Align behind a compelling vision, mission & core beliefs
Over the years Prism has experimented with a number of approaches to solve the conundrum of successful strategic planning in a BOCES. The breakthrough came recently while working with the Champlain Valley Education Services, a north country BOCES.
We began from scratch. We started with a white sheet. We addressed the organization’s first principles.
In two days of invigorating, intense work, the team agreed to a compelling new mission, vision and core beliefs.
The planning team was encouraged to unshackle themselves from the status quo, to envision the organization they would love to work for.
And — because mission, vision and core beliefs transcend the silos in the organization — there was plenty of collaboration and consensus building. The process was dynamic and creative. The team emerged strongly aligned and excited to move forward together.
According to District Superintendent Mark Davey:
“Sean Brady’s work with CVES has been outstanding. He successfully brought our many CVES stakeholders together to create and agree to an exciting, dynamic and aspirational plan. Throughout, Sean demonstrated exceptional facilitation skills, procedural expertise and organizational insight. I couldn’t be more pleased.”
Agree to targets, priorities and longer-term strategies
With a compelling mission, vision and core beliefs as a strong foundation, the team transitioned to target setting, resource allocation and focus.
Now, rather than seeking commonality across the BOCES, we respected the uniqueness within it. Each division and the central office drafted a set of performance targets and then proposed superordinate targets within the set to be included in the BOCES-wide strategic plan.
Similarly, team members were encouraged to draft BOCES-wide strategies from their unique perspective within their division or central office.

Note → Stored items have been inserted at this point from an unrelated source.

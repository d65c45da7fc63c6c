//! Tile identifier formatting and parsing.
//!
//! Tiles written to disk are named
//! `<prefix>_x_<left>_y_<top>[_rot_<angle>|_flip_<mode>[_rot_<angle>]]`,
//! with left/top zero-padded to five digits:
//!
//! - `scan_x_00000_y_00256.png` (base tile at left 0, top 256)
//! - `scan_x_00000_y_00256_rot_90.png` (rotated derivative)
//! - `scan_x_00000_y_00256_flip_hor_rot_270.png` (rotated flip)
//!
//! Parsing splits the file stem on `_` and looks for the `x` and `y` tokens
//! wherever they are, so the prefix may contain underscores of its own.
//! Names carrying a `rot` or `flip` token are derivatives and are never
//! placed on a canvas.

use std::fmt;
use std::path::Path;

use thiserror::Error;

use crate::grid::TileRect;
use crate::transform::Derivative;

/// Error parsing a tile identifier.
#[derive(Debug, Clone, PartialEq, Eq, Error)]
pub enum IdentifierError {
    /// A required token (`x` or `y`) is missing.
    #[error("expected \"x_<left>_y_<top>\" in name, no '{0}' token found")]
    MissingToken(&'static str),

    /// The token after `x` or `y` is missing or not a signed 64-bit integer.
    #[error("invalid '{token}' coordinate: {value:?}")]
    InvalidCoordinate { token: &'static str, value: String },
}

/// Name of a tile (or tile derivative) on the grid.
#[derive(Debug, Clone, PartialEq, Eq, Hash)]
pub struct TileIdentifier {
    prefix: String,
    left: u32,
    top: u32,
    derivative: Option<Derivative>,
}

impl TileIdentifier {
    /// Identifier of a base tile.
    ///
    /// # Example
    ///
    /// ```
    /// use tiling::identifier::TileIdentifier;
    ///
    /// let id = TileIdentifier::new("img", 100, 0);
    /// assert_eq!(id.to_string(), "img_x_00100_y_00000");
    /// assert_eq!(id.file_name("png"), "img_x_00100_y_00000.png");
    /// ```
    pub fn new(prefix: impl Into<String>, left: u32, top: u32) -> Self {
        Self {
            prefix: prefix.into(),
            left,
            top,
            derivative: None,
        }
    }

    /// Identifier of the base tile covering `rect`.
    pub fn for_rect(prefix: impl Into<String>, rect: &TileRect) -> Self {
        Self::new(prefix, rect.left, rect.top)
    }

    /// The same tile position, naming a derivative copy.
    pub fn with_derivative(&self, derivative: Derivative) -> Self {
        Self {
            derivative: Some(derivative),
            ..self.clone()
        }
    }

    pub fn prefix(&self) -> &str {
        &self.prefix
    }

    pub fn left(&self) -> u32 {
        self.left
    }

    pub fn top(&self) -> u32 {
        self.top
    }

    pub fn derivative(&self) -> Option<Derivative> {
        self.derivative
    }

    /// Identifier with a file extension appended.
    pub fn file_name(&self, extension: &str) -> String {
        format!("{}.{}", self, extension)
    }
}

impl fmt::Display for TileIdentifier {
    fn fmt(&self, f: &mut fmt::Formatter<'_>) -> fmt::Result {
        write!(f, "{}_x_{:05}_y_{:05}", self.prefix, self.left, self.top)?;
        if let Some(derivative) = &self.derivative {
            write!(f, "_{}", derivative)?;
        }
        Ok(())
    }
}

/// Result of parsing an identifier for reassembly.
#[derive(Debug, Clone, Copy, PartialEq, Eq)]
pub enum ParsedIdentifier {
    /// A base tile with its top-left corner at `(left, top)`.
    ///
    /// Coordinates may be negative or lie beyond any canvas; placement
    /// clips them.
    Position { left: i64, top: i64 },
    /// A rotated or flipped copy; not a grid member.
    Derivative,
}

/// Parse a tile file name or path.
///
/// Only the file stem (name without directory and last extension) is
/// examined.
///
/// # Errors
///
/// Returns `IdentifierError` if a non-derivative name lacks an `x` or `y`
/// token, or if the token that follows is not an integer.
///
/// # Examples
///
/// ```
/// use tiling::identifier::{parse_identifier, ParsedIdentifier};
///
/// let parsed = parse_identifier("tiles/img_x_00100_y_00000.png").unwrap();
/// assert_eq!(parsed, ParsedIdentifier::Position { left: 100, top: 0 });
///
/// let parsed = parse_identifier("img_x_00100_y_00000_rot_90.png").unwrap();
/// assert_eq!(parsed, ParsedIdentifier::Derivative);
/// ```
pub fn parse_identifier(path: impl AsRef<Path>) -> Result<ParsedIdentifier, IdentifierError> {
    let stem = path
        .as_ref()
        .file_stem()
        .map(|s| s.to_string_lossy().into_owned())
        .unwrap_or_default();
    let tokens: Vec<&str> = stem.split('_').collect();

    if tokens.iter().any(|t| *t == "rot" || *t == "flip") {
        return Ok(ParsedIdentifier::Derivative);
    }

    let left = coordinate_after(&tokens, "x")?;
    let top = coordinate_after(&tokens, "y")?;
    Ok(ParsedIdentifier::Position { left, top })
}

fn coordinate_after(tokens: &[&str], token: &'static str) -> Result<i64, IdentifierError> {
    let index = tokens
        .iter()
        .position(|t| *t == token)
        .ok_or(IdentifierError::MissingToken(token))?;
    let value = tokens.get(index + 1).copied().unwrap_or_default();
    value
        .parse::<i64>()
        .map_err(|_| IdentifierError::InvalidCoordinate {
            token,
            value: value.to_string(),
        })
}
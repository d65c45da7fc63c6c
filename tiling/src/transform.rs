//! Rotated and flipped tile derivatives.
//!
//! Derivatives are augmented copies of a tile written next to the base tile.
//! Pixel work is delegated to [`image::DynamicImage`]; this module only
//! decides which copies exist and how they are named.
//!
//! Rotation angles are counter-clockwise: `rot_90` turns the tile a quarter
//! turn to the left, `rot_270` a quarter turn to the right.

use std::fmt;

use image::DynamicImage;

/// Counter-clockwise rotation angle.
#[derive(Debug, Clone, Copy, PartialEq, Eq, Hash)]
pub enum Rotation {
    Deg90,
    Deg180,
    Deg270,
}

impl Rotation {
    pub const ALL: [Rotation; 3] = [Rotation::Deg90, Rotation::Deg180, Rotation::Deg270];

    pub fn degrees(&self) -> u32 {
        match self {
            Rotation::Deg90 => 90,
            Rotation::Deg180 => 180,
            Rotation::Deg270 => 270,
        }
    }

    pub fn apply(&self, image: &DynamicImage) -> DynamicImage {
        // image's rotate90/rotate270 turn clockwise
        match self {
            Rotation::Deg90 => image.rotate270(),
            Rotation::Deg180 => image.rotate180(),
            Rotation::Deg270 => image.rotate90(),
        }
    }
}

/// Mirror axis.
#[derive(Debug, Clone, Copy, PartialEq, Eq, Hash)]
pub enum FlipMode {
    /// Top-bottom mirror.
    Vertical,
    /// Left-right mirror.
    Horizontal,
}

impl FlipMode {
    pub fn name(&self) -> &'static str {
        match self {
            FlipMode::Vertical => "vert",
            FlipMode::Horizontal => "hor",
        }
    }

    pub fn apply(&self, image: &DynamicImage) -> DynamicImage {
        match self {
            FlipMode::Vertical => image.flipv(),
            FlipMode::Horizontal => image.fliph(),
        }
    }
}

/// A derived copy of a tile.
#[derive(Debug, Clone, Copy, PartialEq, Eq, Hash)]
pub enum Derivative {
    Rotated(Rotation),
    Flipped(FlipMode),
    /// Rotation applied to an already flipped copy.
    FlippedRotated(FlipMode, Rotation),
}

impl Derivative {
    /// Name suffix appended to the base tile identifier, without the leading
    /// underscore (e.g. `rot_90`, `flip_hor_rot_270`).
    pub fn suffix(&self) -> String {
        match self {
            Derivative::Rotated(r) => format!("rot_{}", r.degrees()),
            Derivative::Flipped(f) => format!("flip_{}", f.name()),
            Derivative::FlippedRotated(f, r) => format!("flip_{}_rot_{}", f.name(), r.degrees()),
        }
    }

    pub fn apply(&self, image: &DynamicImage) -> DynamicImage {
        match self {
            Derivative::Rotated(r) => r.apply(image),
            Derivative::Flipped(f) => f.apply(image),
            Derivative::FlippedRotated(f, r) => r.apply(&f.apply(image)),
        }
    }
}

impl fmt::Display for Derivative {
    fn fmt(&self, f: &mut fmt::Formatter<'_>) -> fmt::Result {
        f.write_str(&self.suffix())
    }
}

/// The derivatives written for a tile, in write order.
///
/// With both options set, only the horizontal flip gets the extra 90° and
/// 270° rotations.
pub fn derivative_plan(rotate: bool, flip: bool) -> Vec<Derivative> {
    let mut plan = Vec::with_capacity(7);
    if rotate {
        plan.extend(Rotation::ALL.iter().copied().map(Derivative::Rotated));
    }
    if flip {
        plan.push(Derivative::Flipped(FlipMode::Vertical));
        plan.push(Derivative::Flipped(FlipMode::Horizontal));
        if rotate {
            plan.push(Derivative::FlippedRotated(FlipMode::Horizontal, Rotation::Deg90));
            plan.push(Derivative::FlippedRotated(FlipMode::Horizontal, Rotation::Deg270));
        }
    }
    plan
}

When clustering these draft strategies, we were able simultaneously to generalize for the BOCES-wide plan while retaining specifics for the division and central office action plans.

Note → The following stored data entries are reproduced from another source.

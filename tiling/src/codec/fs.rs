//! Filesystem codec backed by the `image` crate.

use std::path::Path;

use image::{DynamicImage, ImageError, ImageReader};
use tracing::debug;

use super::{CodecError, ImageCodec};

/// Reads and writes image files on disk.
///
/// The decoder sniffs the format from the file contents; the encoder picks
/// the format from the file extension (`png`, `jpg`, `bmp`, `tif`, ...).
/// Every call opens and closes its own file handle.
#[derive(Debug, Clone, Copy, Default)]
pub struct FsCodec;

impl FsCodec {
    pub fn new() -> Self {
        Self
    }
}

impl ImageCodec for FsCodec {
    fn decode(&self, path: &Path) -> Result<DynamicImage, CodecError> {
        let decode_err = |source: ImageError| CodecError::Decode {
            path: path.to_path_buf(),
            source,
        };
        let image = ImageReader::open(path)
            .and_then(|reader| reader.with_guessed_format())
            .map_err(|e| decode_err(ImageError::IoError(e)))?
            .decode()
            .map_err(decode_err)?;
        debug!(
            path = %path.display(),
            width = image.width(),
            height = image.height(),
            "Decoded image"
        );
        Ok(image)
    }

    fn encode(&self, image: &DynamicImage, path: &Path) -> Result<(), CodecError> {
        image.save(path).map_err(|source| CodecError::Encode {
            path: path.to_path_buf(),
            source,
        })?;
        debug!(path = %path.display(), "Encoded image");
        Ok(())
    }

    fn ensure_dir(&self, dir: &Path) -> Result<(), CodecError> {
        std::fs::create_dir_all(dir).map_err(|source| CodecError::Io {
            path: dir.to_path_buf(),
            source,
        })
    }
}

#[cfg(test)]
mod tests {
    use super::*;
    use image::{Rgb, RgbImage};
    use tempfile::tempdir;

    #[test]
    fn test_encode_decode_png() {
        let dir = tempdir().unwrap();
        let path = dir.path().join("tile.png");
        let img = DynamicImage::ImageRgb8(RgbImage::from_pixel(3, 2, Rgb([10, 20, 30])));

        let codec = FsCodec::new();
        codec.encode(&img, &path).unwrap();
        let decoded = codec.decode(&path).unwrap();

        assert_eq!(decoded.to_rgb8(), img.to_rgb8());
    }

    #[test]
    fn test_decode_missing_file() {
        let dir = tempdir().unwrap();
        let path = dir.path().join("missing.png");
        let result = FsCodec::new().decode(&path);
        assert!(matches!(result, Err(CodecError::Decode { .. })));
    }

    #[test]
    fn test_encode_unknown_extension() {
        let dir = tempdir().unwrap();
        let path = dir.path().join("tile.notaformat");
        let result = FsCodec::new().encode(&DynamicImage::new_rgb8(1, 1), &path);
        assert!(matches!(result, Err(CodecError::Encode { .. })));
    }

    #[test]
    fn test_ensure_dir_creates_nested_and_keeps_contents() {
        let dir = tempdir().unwrap();
        let nested = dir.path().join("a").join("b");
        let codec = FsCodec::new();

        codec.ensure_dir(&nested).unwrap();
        std::fs::write(nested.join("keep.txt"), b"x").unwrap();
        codec.ensure_dir(&nested).unwrap();

        assert!(nested.join("keep.txt").exists());
    }
}
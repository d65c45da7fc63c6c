//! CLI command implementations.

pub mod assemble;
pub mod common;
pub mod config;
pub mod filter;
pub mod grid;
pub mod split;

Two birds with one stone: we recognized and respected the uniqueness within each division while celebrating commonality across the entire system.

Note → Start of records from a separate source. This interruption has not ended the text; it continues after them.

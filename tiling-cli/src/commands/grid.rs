//! `tiling grid`: print the grid shape and tile rectangles for an image size.

use clap::Args;
use tiling::config::ConfigFile;
use tiling::{tile_rects_for, GridShape};

use super::common::{DimensionArgs, GridArgs};
use crate::error::CliError;

#[derive(Debug, Args)]
pub struct GridCommandArgs {
    #[command(flatten)]
    pub grid: GridArgs,

    #[command(flatten)]
    pub dimensions: DimensionArgs,
}

/// Run the grid command.
pub fn run(args: GridCommandArgs, config: &ConfigFile) -> Result<(), CliError> {
    let grid_config = args.grid.resolve(config)?;
    let dims = args.dimensions.dimensions()?;
    let shape = GridShape::compute(dims, &grid_config);

    println!("Image:  {}", dims);
    println!(
        "Tile:   {}px, stride {}{}",
        grid_config.tile_size(),
        grid_config.stride(),
        if grid_config.overlaps() { " (overlapping)" } else { "" }
    );
    println!("Shape:  {} rows × {} cols", shape.rows, shape.cols);
    println!("Tiles:  {}", shape.tile_count());
    println!();

    for rect in tile_rects_for(&grid_config, dims) {
        println!("{}", rect);
    }
    Ok(())
}
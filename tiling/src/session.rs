//! Stateful tiling session.
//!
//! [`Tiling`] pairs a [`GridConfig`] with an [`ImageCodec`] and remembers the
//! last applied source. Traversal methods fail with
//! [`TilingError::NotApplied`] until [`Tiling::apply`] has bound an image.
//! Callers who prefer explicit state can keep the [`BoundGrid`] returned by
//! `apply` and call its methods directly.
//!
//! # Example
//!
//! ```
//! use image::DynamicImage;
//! use tiling::{GridConfig, TileSource, Tiling};
//!
//! let mut tiling = Tiling::new(GridConfig::new(100, None).unwrap());
//! assert!(tiling.tile_rects().is_err());
//!
//! tiling.apply(TileSource::Image(DynamicImage::new_rgb8(250, 200))).unwrap();
//! let rects: Vec<_> = tiling.tile_rects().unwrap().map(|r| r.as_tuple()).collect();
//! assert_eq!(rects[1], (100, 0, 200, 100));
//! ```

use std::path::{Path, PathBuf};
use std::sync::Arc;

use image::DynamicImage;
use tracing::info;

use crate::assemble::{assemble, ColorMode, TileInput};
use crate::codec::{FsCodec, ImageCodec};
use crate::error::TilingError;
use crate::export::{write_tiles, WriteOptions, WriteSummary};
use crate::filter::{FilterThresholds, FilteredTiles};
use crate::grid::{BoundGrid, GridConfig, TileImages, TileRects};

/// Image to be tiled.
#[derive(Debug, Clone)]
pub enum TileSource {
    /// Decoded image; its display name is empty.
    Image(DynamicImage),
    /// Image file decoded through the session's codec; its display name is
    /// the file name up to the first `.`.
    Path(PathBuf),
}

impl From<DynamicImage> for TileSource {
    fn from(image: DynamicImage) -> Self {
        TileSource::Image(image)
    }
}

impl From<PathBuf> for TileSource {
    fn from(path: PathBuf) -> Self {
        TileSource::Path(path)
    }
}

impl From<&Path> for TileSource {
    fn from(path: &Path) -> Self {
        TileSource::Path(path.to_path_buf())
    }
}

impl From<&str> for TileSource {
    fn from(path: &str) -> Self {
        TileSource::Path(PathBuf::from(path))
    }
}

/// Display name of a path source: the file name cut at its first `.`.
///
/// `scans/field.v2.png` yields `field`.
pub fn source_display_name(path: &Path) -> String {
    path.file_name()
        .map(|name| name.to_string_lossy())
        .and_then(|name| name.split('.').next().map(str::to_string))
        .unwrap_or_default()
}

/// A tiling session.
pub struct Tiling {
    config: GridConfig,
    codec: Arc<dyn ImageCodec>,
    bound: Option<BoundGrid>,
}

impl Tiling {
    /// Create a session that reads and writes files with [`FsCodec`].
    pub fn new(config: GridConfig) -> Self {
        Self::with_codec(config, Arc::new(FsCodec::new()))
    }

    /// Create a session using a custom codec.
    pub fn with_codec(config: GridConfig, codec: Arc<dyn ImageCodec>) -> Self {
        Self {
            config,
            codec,
            bound: None,
        }
    }

    pub fn config(&self) -> &GridConfig {
        &self.config
    }

    pub fn codec(&self) -> &Arc<dyn ImageCodec> {
        &self.codec
    }

    /// Bind a source image, replacing any previous binding.
    ///
    /// An image smaller than one tile is accepted; its grid is simply empty.
    ///
    /// # Errors
    ///
    /// Returns `TilingError::Codec` if a path source cannot be decoded. The
    /// previous binding is dropped in that case too.
    pub fn apply(&mut self, source: impl Into<TileSource>) -> Result<&BoundGrid, TilingError> {
        self.bound = None;
        let (image, name) = match source.into() {
            TileSource::Image(image) => (image, String::new()),
            TileSource::Path(path) => {
                let image = self.codec.decode(&path)?;
                (image, source_display_name(&path))
            }
        };

        let grid = BoundGrid::new(self.config, image, name);
        info!(
            source = grid.source_name(),
            dimensions = %grid.dimensions(),
            tile_size = self.config.tile_size(),
            stride = self.config.stride(),
            rows = grid.shape().rows,
            cols = grid.shape().cols,
            "Tiling applied"
        );
        Ok(self.bound.insert(grid))
    }

    /// The current binding.
    pub fn bound(&self) -> Result<&BoundGrid, TilingError> {
        self.bound.as_ref().ok_or(TilingError::NotApplied)
    }

    /// Whether a source has been applied.
    pub fn is_applied(&self) -> bool {
        self.bound.is_some()
    }

    /// Tile rectangles of the bound image in row-major order.
    pub fn tile_rects(&self) -> Result<TileRects, TilingError> {
        Ok(self.bound()?.tile_rects())
    }

    /// Tile crops of the bound image in row-major order.
    pub fn tile_images(&self) -> Result<TileImages<'_>, TilingError> {
        Ok(self.bound()?.tile_images())
    }

    /// `(rect, crop)` pairs whose mean sample value is strictly inside
    /// `thresholds`.
    pub fn filter_tiles(&self, thresholds: FilterThresholds) -> Result<FilteredTiles<'_>, TilingError> {
        Ok(self.bound()?.filter_tiles(thresholds))
    }

    /// Write all tiles (and requested derivatives) of the bound image.
    pub fn write_tiles(&self, options: &WriteOptions) -> Result<WriteSummary, TilingError> {
        write_tiles(self.bound()?, self.codec.as_ref(), options)
    }

    /// Assemble tiles onto a canvas the size of the bound image.
    pub fn assemble<I>(&self, tiles: I, mode: ColorMode) -> Result<DynamicImage, TilingError>
    where
        I: IntoIterator,
        I::Item: Into<TileInput>,
    {
        assemble(self.bound()?, self.codec.as_ref(), tiles, mode)
    }
}

impl std::fmt::Debug for Tiling {
    fn fmt(&self, f: &mut std::fmt::Formatter<'_>) -> std::fmt::Result {
        f.debug_struct("Tiling")
            .field("config", &self.config)
            .field("bound", &self.bound.as_ref().map(|b| b.dimensions()))
            .finish()
    }
}

#[cfg(test)]
mod tests {
    use super::*;
    use crate::codec::MemoryCodec;

    fn memory_session(size: u32, stride: Option<u32>) -> (Tiling, Arc<MemoryCodec>) {
        let codec = Arc::new(MemoryCodec::new());
        let tiling = Tiling::with_codec(GridConfig::new(size, stride).unwrap(), codec.clone());
        (tiling, codec)
    }

    #[test]
    fn test_traversals_fail_before_apply() {
        let (tiling, _) = memory_session(10, None);
        assert!(!tiling.is_applied());
        assert!(matches!(tiling.tile_rects(), Err(TilingError::NotApplied)));
        assert!(matches!(tiling.tile_images(), Err(TilingError::NotApplied)));
        assert!(matches!(
            tiling.filter_tiles(FilterThresholds::default()),
            Err(TilingError::NotApplied)
        ));
        assert!(matches!(
            tiling.write_tiles(&WriteOptions::default()),
            Err(TilingError::NotApplied)
        ));
        assert!(matches!(
            tiling.assemble(Vec::<TileInput>::new(), ColorMode::Rgb),
            Err(TilingError::NotApplied)
        ));
    }

    #[test]
    fn test_apply_image_has_empty_name() {
        let (mut tiling, _) = memory_session(10, None);
        let grid = tiling.apply(DynamicImage::new_rgb8(30, 20)).unwrap();
        assert_eq!(grid.source_name(), "");
        assert_eq!(grid.tile_count(), 6);
    }

    #[test]
    fn test_apply_path_uses_codec_and_stem() {
        let (mut tiling, codec) = memory_session(10, None);
        codec.insert("data/field.scan.png", DynamicImage::new_rgb8(20, 20));

        let grid = tiling.apply("data/field.scan.png").unwrap();
        assert_eq!(grid.source_name(), "field");
        assert_eq!(grid.tile_count(), 4);
    }

    #[test]
    fn test_apply_failure_clears_binding() {
        let (mut tiling, _) = memory_session(10, None);
        tiling.apply(DynamicImage::new_rgb8(30, 20)).unwrap();

        let result = tiling.apply("missing.png");
        assert!(matches!(result, Err(TilingError::Codec(_))));
        assert!(!tiling.is_applied());
    }

    #[test]
    fn test_reapply_replaces_shape() {
        let (mut tiling, _) = memory_session(10, None);
        tiling.apply(DynamicImage::new_rgb8(30, 20)).unwrap();
        tiling.apply(DynamicImage::new_rgb8(10, 10)).unwrap();
        assert_eq!(tiling.tile_rects().unwrap().count(), 1);
    }

    #[test]
    fn test_small_image_is_not_an_error() {
        let (mut tiling, _) = memory_session(100, Some(30));
        tiling.apply(DynamicImage::new_rgb8(50, 50)).unwrap();
        assert_eq!(tiling.tile_rects().unwrap().count(), 0);
        assert_eq!(tiling.bound().unwrap().shape().rows, -1);
    }

    #[test]
    fn test_write_then_assemble_through_session() {
        let (mut tiling, codec) = memory_session(5, None);
        let source = DynamicImage::ImageRgb8(image::RgbImage::from_fn(10, 10, |x, y| {
            image::Rgb([x as u8 * 20, y as u8 * 20, 100])
        }));
        tiling.apply(source.clone()).unwrap();
        tiling
            .write_tiles(&WriteOptions::new("tiles").with_rotate(true))
            .unwrap();

        let canvas = tiling.assemble(codec.paths(), ColorMode::Rgb).unwrap();
        assert_eq!(canvas.to_rgb8(), source.to_rgb8());
    }

    #[test]
    fn test_source_display_name() {
        assert_eq!(source_display_name(Path::new("a/b/photo.png")), "photo");
        assert_eq!(source_display_name(Path::new("photo.tar.gz")), "photo");
        assert_eq!(source_display_name(Path::new("noext")), "noext");
        assert_eq!(source_display_name(Path::new("")), "");
    }
}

Unleash targeted action planning
We now had strong consensus support for the BOCES-wide strategic plan. With this consensus as context, the division teams went to work.
Each team met for a single day to create a succinct plan with division-specific performance targets, key activities, and detailed action plans including who will do what by when with what resources.
They were encouraged both to maintain fidelity to the strategic plan and to exercise their professional judgement. That is, while they were expected to map to the plan’s targets, priorities and strategies, they were given the latitude to address other needs not identified in the plan.
In this way, the plan is first top down and then bottom up, iteratively on an annual, rolling basis.
Facilitating with Prism’s Group decision Support System™
According to Jim McCarthy, Principal, CV-TEC, Champlain Valley Educational Services:
“Compared to other facilitators, Sean Brady’s skills are in a league of their own. He models high standards of professionalism, organizational thinking and written expression. His knowledge of and facility with group dynamics, interpersonal communication, problem resolution, empathic listening and sequential thinking are extraordinary. As a facilitator, he possesses a rich background steeped in best practices from business, industry and education. His capacity to lead large numbers of divergent thinkers toward convergent agreement has been nothing less than inspiring.”
Key to effective multi-stakeholder planning is Prism’s Group Decision Support System™, which is capable of accelerating and improving group decision-making in unprecedented ways.
All meeting participants – not just those who are most vocal – use radio response keypads to assess options. Power and turf are removed from the room. Instant feedback demonstrates clearly where there is agreement and where there is disagreement. Undercurrents within the meeting are exposed and objectively displayed.
In short, the group’s decision-making is ordered, rational and collegial. Consensus is deeper. The whole process is accelerated.